Succession reminded me that, starting from the premise that the powerful aren’t a unified block, some of the biggest battle lines in the western world are between new vs old media empires. Murdoch vs Zuckerberg, old vs new money, entrenched monopolies vs emerging monopolies, big finance vs big tech. Neither really care all that much about the political issues that their empires trumpet or echo to their bases, as long as people are kept busy and divided. Corporate wokeness is largely a new money, west coat invention, which doesn’t give a damn about addressing structural inequality so much as it provides leverage for boardroom coups.What is succession if not peak old media (HBO, cable) worshiping itself whilst also acknowledging it doesn’t know what to do next(against Netflix & YouTube)?
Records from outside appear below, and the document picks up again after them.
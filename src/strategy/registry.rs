//! Strategy registry mapping identifiers to bot factories.
//!
//! Strategies are registered up front, then each configured name is resolved
//! exactly once when a simulation is built. Resolution never loads code at
//! runtime; an unknown name is a startup error.

use ahash::AHashMap;
use std::sync::Arc;

use super::bots;
use super::{Bot, BotSeed};
use crate::core::error::{ArenaError, Result};

/// Shared constructor for a strategy's bot
pub type BotFactory = Arc<dyn Fn(&BotSeed) -> Box<dyn Bot> + Send + Sync>;

/// A strategy name paired with the factory it resolved to
#[derive(Clone)]
pub struct ResolvedStrategy {
    name: String,
    factory: BotFactory,
}

impl ResolvedStrategy {
    pub fn name(&self) -> &str {
        &self.name
    }

    /// Build a fresh bot instance
    pub fn instantiate(&self, seed: &BotSeed) -> Box<dyn Bot> {
        (self.factory)(seed)
    }
}

impl std::fmt::Debug for ResolvedStrategy {
    fn fmt(&self, f: &mut std::fmt::Formatter<'_>) -> std::fmt::Result {
        f.debug_struct("ResolvedStrategy")
            .field("name", &self.name)
            .finish_non_exhaustive()
    }
}

/// Registry for strategy implementations
#[derive(Default)]
pub struct StrategyRegistry {
    factories: AHashMap<String, BotFactory>,
}

impl StrategyRegistry {
    /// Create an empty registry
    pub fn new() -> Self {
        Self::default()
    }

    /// Create a registry holding the built-in strategies
    pub fn with_builtins() -> Self {
        let mut registry = Self::new();
        bots::register_builtins(&mut registry);
        registry
    }

    /// Register a factory under `name`, returning any factory it replaced
    pub fn register<F>(&mut self, name: impl Into<String>, factory: F) -> Option<BotFactory>
    where
        F: Fn(&BotSeed) -> Box<dyn Bot> + Send + Sync + 'static,
    {
        let name = name.into();
        let replaced = self.factories.insert(name.clone(), Arc::new(factory));
        if replaced.is_some() {
            tracing::warn!("Strategy '{}' registered twice, keeping the latest", name);
        }
        replaced
    }

    /// Look up the factory registered under `name`
    pub fn resolve(&self, name: &str) -> Result<ResolvedStrategy> {
        let factory = self
            .factories
            .get(name)
            .cloned()
            .ok_or_else(|| ArenaError::UnknownStrategy(name.to_string()))?;
        tracing::debug!("Resolved strategy '{}'", name);
        Ok(ResolvedStrategy {
            name: name.to_string(),
            factory,
        })
    }

    /// Resolve every name, failing on the first unknown one
    pub fn resolve_all<S: AsRef<str>>(&self, names: &[S]) -> Result<Vec<ResolvedStrategy>> {
        names.iter().map(|name| self.resolve(name.as_ref())).collect()
    }

    pub fn contains(&self, name: &str) -> bool {
        self.factories.contains_key(name)
    }

    /// Registered identifiers in sorted order
    pub fn names(&self) -> Vec<&str> {
        let mut names: Vec<&str> = self.factories.keys().map(String::as_str).collect();
        names.sort_unstable();
        names
    }

    pub fn len(&self) -> usize {
        self.factories.len()
    }

    pub fn is_empty(&self) -> bool {
        self.factories.is_empty()
    }
}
The peasants are getting restless, understandably. Who will get to provide them with bread and circuses whilst making a few trillions of them in the meantime?The peasants hate big finance too, understandably. The tech bros, cannily sensing a power vacuum, created crypto as tech snake oil. It fosters an even worse inequality prospect, but the sugar coating the bitter pill is just another re-packaged version of the American Dream: maybe you can strike it rich too sticking it to those incumbent silverback robber barons.

No one knows the future. But I prefer to bet on big structural shifts rather than the dreams of billionaires. I try not to let Silicon Valley’s vested interests paint how the future should be. Silicon Valley, just like Old media, wants one thing: growth at the expense of everyone else. It maintains loss-making growth only by hype as it eats into Old Media’s market share. Whether that results in more ads or more Teslas or more green-washed Netflix fictions being sold is immaterial. I would argue that disruptive innovation is happening faster everywhere besides tech. And it’s happening in unsexy labs on obscure topics driven by visions that take decades to materialise, yet both Silicon Valley and Old media have no patience for thinking beyond the next quarter, no long-term vision for the future. This is unsurprising, could I really expect anything else from sociopaths?
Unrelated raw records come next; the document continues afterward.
//! Grid Arena - Entry Point
//!
//! Runs one match between the named strategies, either in the terminal or
//! headless. Controls in the terminal: Esc / q / Ctrl-C quit.

use std::path::PathBuf;

use clap::Parser;
use serde::Serialize;

use grid_arena::core::error::Result;
use grid_arena::core::ArenaConfig;
use grid_arena::render::{
    Clock, FrameClock, InputSource, KeyboardInput, LogRenderer, NeverQuit, Renderer,
    TerminalRenderer,
};
use grid_arena::simulation::{RunSummary, SimulationEngine};
use grid_arena::strategy::StrategyRegistry;

/// Grid Arena - squads of bots race to line up
#[derive(Parser, Debug)]
#[command(name = "grid-arena")]
#[command(about = "Run a grid alignment contest between bot strategies")]
struct Args {
    /// Strategy identifiers, one per player (player ids follow this order)
    #[arg(required_unless_present = "list_strategies")]
    strategies: Vec<String>,

    /// TOML configuration file
    #[arg(long)]
    config: Option<PathBuf>,

    /// Run without the terminal UI
    #[arg(long)]
    headless: bool,

    /// Stop after this many ticks
    #[arg(long)]
    max_ticks: Option<u64>,

    /// Random seed for spawn scatter and bots
    #[arg(long)]
    seed: Option<u64>,

    /// Target ticks per second (terminal mode)
    #[arg(long)]
    fps: Option<u32>,

    /// Output format for the final summary: json or text
    #[arg(long, default_value = "text")]
    format: String,

    /// List registered strategies and exit
    #[arg(long)]
    list_strategies: bool,
}

#[derive(Serialize)]
struct MatchReport<'a> {
    strategies: &'a [String],
    seed: u64,
    #[serde(flatten)]
    summary: RunSummary,
}

fn main() -> Result<()> {
    let args = Args::parse();

    // Logs go to stderr so they never land in the terminal UI
    tracing_subscriber::fmt()
        .with_writer(std::io::stderr)
        .with_env_filter(
            tracing_subscriber::EnvFilter::try_from_default_env()
                .unwrap_or_else(|_| tracing_subscriber::EnvFilter::new("grid_arena=info")),
        )
        .init();

    let registry = StrategyRegistry::with_builtins();

    if args.list_strategies {
        for name in registry.names() {
            println!("{}", name);
        }
        return Ok(());
    }

    let mut config = match &args.config {
        Some(path) => ArenaConfig::load(path)?,
        None => ArenaConfig::default(),
    };
    if let Some(seed) = args.seed {
        config.game.seed = seed;
    }
    if let Some(fps) = args.fps {
        config.game.fps = fps;
    }
    if args.max_ticks.is_some() {
        config.game.max_ticks = args.max_ticks;
    }

    let mut engine = SimulationEngine::new(&registry, &args.strategies, &config)?;
    tracing::info!(
        "Starting match on a {}x{} grid (seed {})",
        config.grid.columns,
        config.grid.rows,
        config.game.seed
    );

    let summary = if args.headless {
        let mut renderer = LogRenderer::new(config.game.caption.clone());
        let mut input = NeverQuit;
        let mut clock = FrameClock::unpaced();
        run(&mut engine, &config, &mut input, &mut renderer, &mut clock)?
    } else {
        // Dropped at the end of this block, restoring the terminal before printing
        let mut renderer = TerminalRenderer::new(config.game.caption.clone())?;
        let mut input = KeyboardInput::new();
        let mut clock = FrameClock::paced(config.game.fps);
        run(&mut engine, &config, &mut input, &mut renderer, &mut clock)?
    };

    let report = MatchReport {
        strategies: &args.strategies,
        seed: config.game.seed,
        summary,
    };

    match args.format.as_str() {
        "json" => println!("{}", serde_json::to_string_pretty(&report)?),
        "text" => print_text(&report),
        other => {
            eprintln!("Unknown format '{}', defaulting to text", other);
            print_text(&report);
        }
    }

    Ok(())
}

fn run(
    engine: &mut SimulationEngine,
    config: &ArenaConfig,
    input: &mut dyn InputSource,
    renderer: &mut dyn Renderer,
    clock: &mut dyn Clock,
) -> Result<RunSummary> {
    match config.game.max_ticks {
        Some(limit) => engine.run_for(limit, input, renderer, clock),
        None => engine.run(input, renderer, clock),
    }
}

fn print_text(report: &MatchReport<'_>) {
    println!("Match Result");
    println!("============");
    println!("Strategies: {}", report.strategies.join(" vs "));
    println!("Ticks: {}", report.summary.ticks);
    println!("Stopped by: {:?}", report.summary.stop_reason);
    match &report.summary.winner {
        Some(winner) => println!("Winner: {} ({})", winner.name, winner.strategy),
        None => println!("Winner: none"),
    }
    println!("Seed: {}", report.seed);
}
Once again, Bichler and Nitzan, and by extension Thorstein Veblen, provide the most relevant political economy theory within which to view this conflict. Differential accumulation and business sabotage.

Lockdown has been brutal, and work never stops, so I’m pressed for time here. Below are some fascinating articles I find related to this vast topic. More to come soon.

The Politics of Succession: Why the best show about power in the Trump era is not a show about politicians.

Is “Succession” the Best Sitcom on Television?

What Was California? From Josiah Royce to the Silicon Valley “Thought Leaders”

““This should all be obvious, of course, yet it needs to be said again and again: the “thoughts” that come out of Silicon Valley are not really thoughts, but ad hoc rationalisations of power. What is interesting about Facebook mindfulness, or Berkeley Bayesianism, or Stanford Girardianism, is not the content of the claims, but the illustration these provide of the longue durée dynamics of California history: a history of vapid curiosity, always skimming just over the surface of a process of immeasurable destruction.”

The Token Disconnect

“Silicon Valley ran dry on large breakthroughs in software, so we decided to invent the “blockchain”, a simulacrum of innovation that organically fermented from the anti-institutional themes in the Western zeitgeist to spawn an absurdly large asset bubble with absolutely nothing at the center. There is no there there, and crypto morphed into a pure speculative mania which attracted a fanatic quasi-religious movement fueled by gambling addiction and the pseudo-intellectual narrative economics of the scheme. All conversation around crypto is now simply the sound and fury of post-hoc myth making to rationalize away the collective incoherence of the bubble in a near perfect exemplar of the motivated reasoning of economic determinism.”